U.S. v. (07–1695/1850)

Decision Date10 February 2011
Docket Number07–1696,07–1850,07–1851.,Nos. 07–1695,s. 07–1695
Citation634 F.3d 852
PartiesUNITED STATES of America, Plaintiff–Appellee/Cross–Appellant,v.Donny G. DOUGLAS (07–1695/1850) and Jay D. Campbell (07–1696/1851), Defendants–Appellants/Cross–Appellees.
CourtU.S. Court of Appeals — Sixth Circuit

634 F.3d 852
190 L.R.R.M. (BNA) 2201
160 Lab.Cas.
P 10,345

UNITED STATES of America, Plaintiff–Appellee/Cross–Appellant,
v.
Donny G. DOUGLAS (07–1695/1850) and Jay D. Campbell (07–1696/1851), Defendants–Appellants/Cross–Appellees.

Nos. 07–1695

07–1696

07–1850

07–1851.

United States Court of Appeals, Sixth Circuit.

Argued: Jan. 20, 2011.Decided and Filed: Feb. 10, 2011.


[634 F.3d 856]

ARGUED: N.C. Deday LaRene, LaRene & Kriger, P.L.C., Detroit, Michigan, Harold Gurewitz, Gurewitz & Raben, PLC, Detroit, Michigan, for Appellants.
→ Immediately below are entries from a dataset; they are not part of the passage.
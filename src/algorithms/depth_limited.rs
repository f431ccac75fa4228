use crate::algorithms::common::{Observation, Outcome, SearchEvent, SearchProcess, MOVES};
use crate::algorithms::reconstruct::reconstruct_path;
use crate::algorithms::Algorithm;
use crate::error::SearchError;
use crate::grid::{Grid, Position};
use rustc_hash::{FxHashMap, FxHashSet};

/// One suspended level of the depth-first recursion.
#[derive(Debug, Clone, Copy)]
struct Frame {
    node: Position,
    depth: usize,
    /// Index into `MOVES` of the next child to try.
    next_move: usize,
}

/// Depth-limited search, run as an explicit stack of frames.
///
/// A node is marked visited once it passes the depth check and stays
/// visited for the rest of the run, including for sibling branches. Nodes
/// at the limit are observed and tested against the target but never
/// marked. There is no external frontier, so observations carry an empty
/// one.
pub struct DepthLimited {
    start: Position,
    target: Position,
    limit: usize,
    stack: Vec<Frame>,
    visited: FxHashSet<Position>,
    parent: FxHashMap<Position, Position>,
    /// Node emitted by the last step with its depth; `None` before the first step.
    pending: Option<(Position, usize)>,
    started: bool,
    outcome: Outcome,
}

impl DepthLimited {
    pub fn new(start: Position, target: Position, limit: usize) -> Self {
        DepthLimited {
            start,
            target,
            limit,
            stack: Vec::new(),
            visited: FxHashSet::default(),
            parent: FxHashMap::default(),
            pending: None,
            started: false,
            outcome: Outcome::default(),
        }
    }

    pub fn limit(&self) -> usize {
        self.limit
    }

    fn emit(&mut self, node: Position, depth: usize) -> SearchEvent {
        self.pending = Some((node, depth));
        SearchEvent::Step(Observation {
            current: node,
            frontier: Vec::new(),
            visited: self.visited.clone(),
        })
    }

    /// Resumes the innermost frame at its next untried move, popping
    /// exhausted frames, until a child is entered or the stack empties.
    fn descend(&mut self, grid: &Grid) -> Option<(Position, usize)> {
        while let Some(frame) = self.stack.last_mut() {
            while frame.next_move < MOVES.len() {
                let m = MOVES[frame.next_move];
                frame.next_move += 1;
                let Some(child) = frame.node.offset(m) else {
                    continue;
                };
                if grid.is_valid(child) && !self.visited.contains(&child) {
                    self.parent.insert(child, frame.node);
                    return Some((child, frame.depth + 1));
                }
            }
            self.stack.pop();
        }
        None
    }
}

impl SearchProcess for DepthLimited {
    fn step(&mut self, grid: &Grid) -> Result<SearchEvent, SearchError> {
        if let Some(done) = self.outcome.get() {
            return Ok(done);
        }

        if !self.started {
            self.started = true;
            return Ok(self.emit(self.start, 0));
        }

        if let Some((node, depth)) = self.pending.take() {
            if node == self.target {
                let path = reconstruct_path(&self.parent, self.start, self.target)?;
                return Ok(self.outcome.finish(Algorithm::DepthLimited, Some(path)));
            }
            if depth < self.limit {
                self.visited.insert(node);
                self.stack.push(Frame {
                    node,
                    depth,
                    next_move: 0,
                });
            }
        }

        match self.descend(grid) {
            Some((child, depth)) => Ok(self.emit(child, depth)),
            None => Ok(self.outcome.finish(Algorithm::DepthLimited, None)),
        }
    }

    fn algorithm(&self) -> Algorithm {
        Algorithm::DepthLimited
    }
}
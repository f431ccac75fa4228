use crate::algorithms::Algorithm;
use std::fmt;

/// Summary of one search run.
#[derive(Debug, Clone)]
pub struct Statistics {
    pub algorithm: Algorithm,
    pub seed: u64,
    /// Observations emitted before the process finished.
    pub steps: usize,
    /// Size of the visited set at the last observation.
    pub visited: usize,
    pub static_walls: usize,
    pub dynamic_obstacles: usize,
    /// Node count of the returned route.
    pub path_length: Option<usize>,
    /// Node count of the shortest route on the grid before any dynamic walls.
    pub reference_length: Option<usize>,
    pub route_efficiency: f64,
    pub path_blocked: bool,
}

impl Statistics {
    pub fn new(
        algorithm: Algorithm,
        seed: u64,
        static_walls: usize,
        reference_length: Option<usize>,
    ) -> Self {
        Statistics {
            algorithm,
            seed,
            steps: 0,
            visited: 0,
            static_walls,
            dynamic_obstacles: 0,
            path_length: None,
            reference_length,
            route_efficiency: 0.0,
            path_blocked: false,
        }
    }

    pub fn success(&self) -> bool {
        self.path_length.is_some()
    }

    /// Moves taken relative to the reference; 1.0 is optimal.
    pub fn calculate_efficiency(&mut self) {
        self.route_efficiency = match (self.path_length, self.reference_length) {
            (Some(found), Some(best)) if best > 1 => (found - 1) as f64 / (best - 1) as f64,
            (Some(_), Some(_)) => 1.0,
            _ => 0.0,
        };
    }
}

impl fmt::Display for Statistics {
    fn fmt(&self, f: &mut fmt::Formatter<'_>) -> fmt::Result {
        writeln!(f, "Algorithm: {}", self.algorithm)?;
        writeln!(f, "Seed: {}", self.seed)?;
        writeln!(f, "Steps: {}", self.steps)?;
        writeln!(f, "Visited: {}", self.visited)?;
        writeln!(f, "Static walls: {}", self.static_walls)?;
        writeln!(f, "Dynamic obstacles spawned: {}", self.dynamic_obstacles)?;
        match self.path_length {
            Some(len) => writeln!(f, "Path length: {} nodes", len)?,
            None => writeln!(f, "Path length: no path found")?,
        }
        match self.reference_length {
            Some(len) => writeln!(f, "Shortest possible (initial grid): {} nodes", len)?,
            None => writeln!(f, "Shortest possible (initial grid): unreachable")?,
        }
        if self.success() {
            writeln!(f, "Route efficiency: {:.3}", self.route_efficiency)?;
            if self.path_blocked {
                writeln!(f, "Path is now blocked by a dynamic obstacle")?;
            }
        }
        Ok(())
    }
}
Kathleen Moro Nesi, Assistant United States Attorney, Detroit, Michigan, for Appellee. ON BRIEF: N.C. Deday LaRene, LaRene & Kriger, P.L.C., Detroit, Michigan, Harold Gurewitz, Gurewitz & Raben, PLC, Detroit, Michigan, for Appellants. Kathleen Moro Nesi, Assistant United States Attorney, Detroit, Michigan, for Appellee.Before: MARTIN and MOORE, Circuit Judges; BUNNING, District Judge. *

OPINION
BOYCE F. MARTIN, JR., Circuit Judge.

Defendants–Appellants–Cross–Appellees Donny Douglas and Jay Campbell appeal their convictions under the Labor Management Relations Act and the Hobbs Act. The United States cross-appeals their sentences. This case is now in its eighth year of litigation. Some of the underlying events transpired over seventeen years ago. Our court, and this same panel, heard a first appeal in this case more than six years ago. United States v. Douglas, 398 F.3d 407 (6th Cir.2005). For the following reasons, we AFFIRM Douglas's and Campbell's convictions, and although we would prefer to end these lengthy proceedings and give closure to the parties, we must REMAND for resentencing.

I. BACKGROUND

Donny Douglas and Jay Campbell worked as representatives of the United Auto Workers at the General Motors factory in Pontiac, Michigan. While negotiating with General Motors in the 1990s, they pressured General Motors several times to give highly skilled, “journeyman” jobs to two non-qualified relatives of Union members. These jobs paid as much as $150,000 per year, which was approximately double

[634 F.3d 857]

the salary of a production line worker. General Motors refused to comply each time. Acquiescing would have violated the hiring priorities set forth in the national and local agreements between the Union and General Motors. The pressure came to a head when the Union was on strike in 1997, costing General Motors millions of dollars each day. On the eighty-seventh day of the strike, Union leaders met with representatives from General Motors to attempt to resolve all their issues and end the strike within twenty-four hours. The parties successfully resolved every official issue and grievance between them within twenty-four hours, but Douglas informed James Rhadigan, a General Motors official, that the strike would not end unless the two unqualified relatives of Union members finally received journeyman jobs. Rhadigan relented, the non-qualified relatives received the journeyman jobs, and the strike ended. As a result, multiple qualified journeyman applicants filed grievances with General Motors for not adhering to the hiring priorities laid out in the national and local agreements. Two qualified applicants were eventually hired on top of the two non-qualified Union member relatives.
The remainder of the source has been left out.